Tuesday, June 28, 2011

Staying on One's Guard

It just occurred to me that, in addition to your standard "Spend actions to make perception checks" when you suspect something is up, wouldn't it be prudent to be persistently using the Total Defense action? With a defensive weapon, you're actually very resilient to surprise attacks.

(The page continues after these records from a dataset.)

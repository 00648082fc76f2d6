use phf;

use crate::opcode::{InstEnc, Shape};

#[derive(Debug, Clone, Copy, PartialEq, Eq)]
pub enum Flag { Wc, Wz, Wcz, AndC, AndZ, OrC, OrZ, XorC, XorZ }

#[derive(Debug, Clone, Copy, PartialEq, Eq)]
pub enum Directive { Byte, Word, Long, Res, Fit, Org, Orgf, Orgh, Alignw, Alignl }

#[derive(Debug, Clone, Copy, PartialEq, Eq)]
pub enum Token {
    // Identifier, number or expression fragment
    Plain,
    Comment,
    Inst(InstEnc),
    Cond(u8),
    Flag(Flag),
    Register(u16),
    Modcz(u8),
    Directive(Directive),
    Assign,
}

impl Token {
    pub fn is_plain(&self) -> bool {
        *self == Token::Plain
    }
}

// Codegen from phf_codegen
include!(concat!(env!("OUT_DIR"), "/keywords.rs"));

// Keywords are case insensitive
pub fn lookup(word: &str) -> Option<Token> {
    KEYWORDS.get(word.to_uppercase().as_str()).cloned()
}

// Second encoding of a mnemonic, if it has one
pub fn alternate(mnemonic: &str) -> Option<InstEnc> {
    ALTERNATES.get(mnemonic.to_uppercase().as_str()).cloned()
}

pub fn classify(word: &str) -> Token {
    lookup(word).unwrap_or(Token::Plain)
}


#[derive(Debug, Clone, PartialEq)]
pub struct Word {
    pub text: String,
    pub token: Token,
    // Character column in the tab expanded line
    pub column: usize,
    // Word was ended by a ','
    pub comma: bool,
}

impl Word {
    pub fn new(text: &str, column: usize) -> Word {
        Word { text: text.to_string(), token: classify(text), column, comma: false }
    }
}


pub fn expand_tabs(line: &str) -> String {
    let mut out = String::with_capacity(line.len());
    let mut col = 0;

    for c in line.chars() {
        if c == '\t' {
            let pad = 8 - col % 8;
            out.extend(std::iter::repeat(' ').take(pad));
            col += pad;
        } else {
            out.push(c);
            col += 1;
        }
    }
    out
}


// Line splitter, keeps the open/closed state of `{ }` block comments between lines
#[derive(Debug, Default)]
pub struct Tokenizer {
    in_block: bool,
}

impl Tokenizer {
    pub fn new() -> Tokenizer {
        Tokenizer::default()
    }

    pub fn reset(&mut self) {
        self.in_block = false;
    }

    pub fn in_block(&self) -> bool {
        self.in_block
    }

    // None if the line belongs to a block comment
    pub fn split(&mut self, line: &str) -> Option<Vec<Word>> {
        if self.in_block {
            if line.contains('}') {
                self.in_block = false;
            }
            return None;
        }
        let trimmed = line.trim_start();
        if trimmed.starts_with('{') {
            if !trimmed.contains('}') {
                self.in_block = true;
            }
            return None;
        }
        Some(split_words(line))
    }
}

fn split_words(line: &str) -> Vec<Word> {
    let chars: Vec<char> = line.chars().collect();
    let mut words: Vec<Word> = Vec::new();
    let mut cur = String::new();
    let mut start = 0;
    let mut i = 0;

    fn flush(words: &mut Vec<Word>, cur: &mut String, start: usize, comma: bool) {
        if !cur.is_empty() {
            let mut word = Word::new(cur, start);
            word.comma = comma;
            words.push(word);
            cur.clear();
        } else if comma {
            if let Some(last) = words.last_mut() {
                last.comma = true;
            }
        }
    }

    while i < chars.len() {
        let c = chars[i];
        if cur.is_empty() {
            start = i;
        }

        match c {
            '"' => {
                // Copied as is, never split
                cur.push(c);
                i += 1;
                while i < chars.len() {
                    let q = chars[i];
                    cur.push(q);
                    i += 1;
                    if q == '\\' && i < chars.len() {
                        cur.push(chars[i]);
                        i += 1;
                    } else if q == '"' {
                        break;
                    }
                }
                continue;
            },
            '\\' => {
                cur.push(c);
                if i + 1 < chars.len() {
                    cur.push(chars[i + 1]);
                    i += 1;
                }
            },
            '\'' => {
                flush(&mut words, &mut cur, start, false);
                let rest: String = chars[i..].iter().collect();
                words.push(Word { text: rest, token: Token::Comment, column: i, comma: false });
                break;
            },
            ',' => flush(&mut words, &mut cur, start, true),
            c if c.is_whitespace() => flush(&mut words, &mut cur, start, false),
            _ => cur.push(c),
        }
        i += 1;
    }
    flush(&mut words, &mut cur, start, false);
    words
}
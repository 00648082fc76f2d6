// Numeric literal readers
//
// Each reader starts at `*pos`, accumulates digits until a stop character, a non digit
// or the end of the input, and leaves `*pos` on the first unconsumed byte. An empty
// digit run reads as 0. '_' is accepted as a digit separator.

fn read_digits(pos: &mut usize, input: &str, stop: &str, radix: u32) -> u64 {
    let bytes = input.as_bytes();
    let mut value: u64 = 0;

    while let Some(&b) = bytes.get(*pos) {
        let c = b as char;
        if stop.contains(c) {
            break;
        }
        if c == '_' {
            *pos += 1;
            continue;
        }
        match c.to_digit(radix) {
            Some(d) => {
                value = value.wrapping_mul(radix as u64).wrapping_add(d as u64);
                *pos += 1;
            },
            None => break,
        }
    }
    value
}

pub fn read_bin(pos: &mut usize, input: &str, stop: &str) -> u64 {
    read_digits(pos, input, stop, 2)
}

pub fn read_qua(pos: &mut usize, input: &str, stop: &str) -> u64 {
    read_digits(pos, input, stop, 4)
}

pub fn read_oct(pos: &mut usize, input: &str, stop: &str) -> u64 {
    read_digits(pos, input, stop, 8)
}

pub fn read_dec(pos: &mut usize, input: &str, stop: &str) -> u64 {
    read_digits(pos, input, stop, 10)
}

pub fn read_hex(pos: &mut usize, input: &str, stop: &str) -> u64 {
    read_digits(pos, input, stop, 16)
}

// Quoted byte string, `*pos` is on the opening quote
//
// A backslash takes the next byte literally. An unterminated string runs to the end
// of the input.
pub fn read_str_bytes(pos: &mut usize, input: &str) -> Vec<u8> {
    let bytes = input.as_bytes();
    let mut out = Vec::new();

    if bytes.get(*pos) == Some(&b'"') {
        *pos += 1;
    }
    while let Some(&b) = bytes.get(*pos) {
        *pos += 1;
        match b {
            b'"' => break,
            b'\\' => match bytes.get(*pos) {
                Some(&e) => {
                    *pos += 1;
                    out.push(e);
                },
                None => break,
            },
            _ => out.push(b),
        }
    }
    out
}

// Each byte shifts the value up by 256, so "AB" reads as $4142
pub fn read_str(pos: &mut usize, input: &str) -> u64 {
    read_str_bytes(pos, input)
        .iter()
        .fold(0u64, |acc, &b| acc.wrapping_shl(8) | b as u64)
}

Not sure why I haven't thought of that before.

Monday, June 20, 2011

Solos: Hecatoncheires (Test Build)

I don't have any campaigns going on at the moment, but I was toying around with some various concepts. Here's the Hecatoncheires I was working out.

Level 31 Solo Skirmisher
XP 115,000
HP 1290; Bloodied 645
AC 47; Fortitude 43; Reflex 42; Will 41
Speed 10
Saving Throws +5; Action Points 2
Initiative +27
Perception +22

Fifty Heads, a Hundred Swords
The Hecatoncheires acts on its initiative and on an initiative count of its initiative +10, and regains the usage of its Immediate Action whenever it takes a turn. If the Hecatoncheires is stunned or dominated at the end of its turn, that effect ends.
A Hundred Mistakes
Whenever the Hecatoncheires fails to hit with any attacks while using Scimitar Barrage, any effects currently present on the Hecatoncheires end.
Infinite Actions
The Hecatoncheires has Threatening Reach, and can take an unlimited number of opportunity actions each turn. The Hecatoncheires is still limited to one opportunity action per trigger.
Ignore the Challenge
Whenever the Hecatoncheires attacks a creature that has marked it, that mark immediately ends.
Standard Actions
m Scimitar • At-Will
Attack: Melee 3; +36 vs. AC
Hit: 2d10 damage (Crit: 3d10+20), and the target suffers ongoing 10 damage (save ends).
M Scimitar Barrage • At-Will
Target: One adjacent creature
Effect: The Hecatoncheires makes five Scimitar attacks against the target. If the target is suffering from ongoing damage and all five attacks hit, the target's ongoing damage doubles.
Scimitar Dance • At-Will
Requirements: The Hecatoncheires must be bloodied.
Effect: The Hecatoncheires moves its speed. During this movement, it does not provoke attacks of opportunity and can enter enemy spaces. The Hecatoncheires makes a Scimitar Barrage attack against any enemy whose space it enters.
Minor Actions
Rage of the Chained One • At-Will 1/round
Requirements: The Hecatoncheires must not have attacked this turn.
Effect: The Hecatoncheires gains a cumulative +10 damage to its next usage of Scimitar Barrage. The Hecatoncheires cannot attack before the end of this turn.
Triggered Actions
M Blade Ward • At-Will
Trigger: An enemy makes a melee or ranged weapon attack against the Hecatoncheires.
Attack (Immediate Interrupt): Melee 3 (The triggering creature); +36 vs. AC
Hit: 2d10 + 0 damage and the Hecatoncheires gains a +4 bonus to defenses against the triggering attack.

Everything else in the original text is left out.